After gaining her senses, she stood up, checking the locked window and locked door. Pushing the desk out of the way however, as she needed to prepare to leave. She checked the locks again as she went to gather her things.

The things she knew she needed to do included, throwing her dirty clothes in a garbage bag and putting the god forsaken box back as well. She stood in the middle of the room staring at the bed or a moment, thinking hard about the box. Her hand making her way up to her mouth as she she chewed one of her nails. If her mother was around she would've been chided and her hand would've been knocked away.

She continued to bite her nail and think.

As her mind raced around of the box situation, she willed herself to stop her nervous ticks, and  get ready to leave, despite it being the very early hours of the morning. She made her way to the bathroom locking herself in while she grabbed the necessary things out of it, such as the complimentary soap and shampoo. She stood in front of the sink looking for anything else she may need before she met her own grey blue eyes in the mirror.

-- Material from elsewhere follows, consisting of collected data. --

//! Shared types for the roomforge room-design pipeline.
//!
//! The backend reconstructs a 3D room model from a small set of photos and
//! detects furniture in it. This crate holds everything both sides of the
//! client (the desktop session and the phone-side submitter) agree on: the
//! wire types of the backend HTTP API, upload-session tokens, handoff
//! links, and the status classification that decides when a polled project
//! is done.

pub mod api;
pub mod error;
pub mod handoff;
pub mod session;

Her dirty blonde hair reached her shoulders, she cut it a while back, by herself. It hadn't turned out very chic but it was good enough, it made her look different. Different was good. The hair wasn't curly, or straight or thin. It was thick but it didn't do anything good, just frizz and give her bad hair days.

Her face was round but her jaw ended in a soft point. Her cheek bones were nothing to write home about, just there on her face. She reached her hand up to her face and touched the scar that ran from her left earlobe down that side of her jaw, her thumb mimicking the way the knife swept across her. From her earlobe down her jaw, skipped over the space where her neck meets her head, and directly to where the scar continued. Inches away from her jugular. She hadn't died that night because of this scar. She loved and hated it. Just like she loved and hated not being dead.

After enough time staring at dull self in the mirror, she unlocked the door and shut it behind her. Checking the locks on the door and window.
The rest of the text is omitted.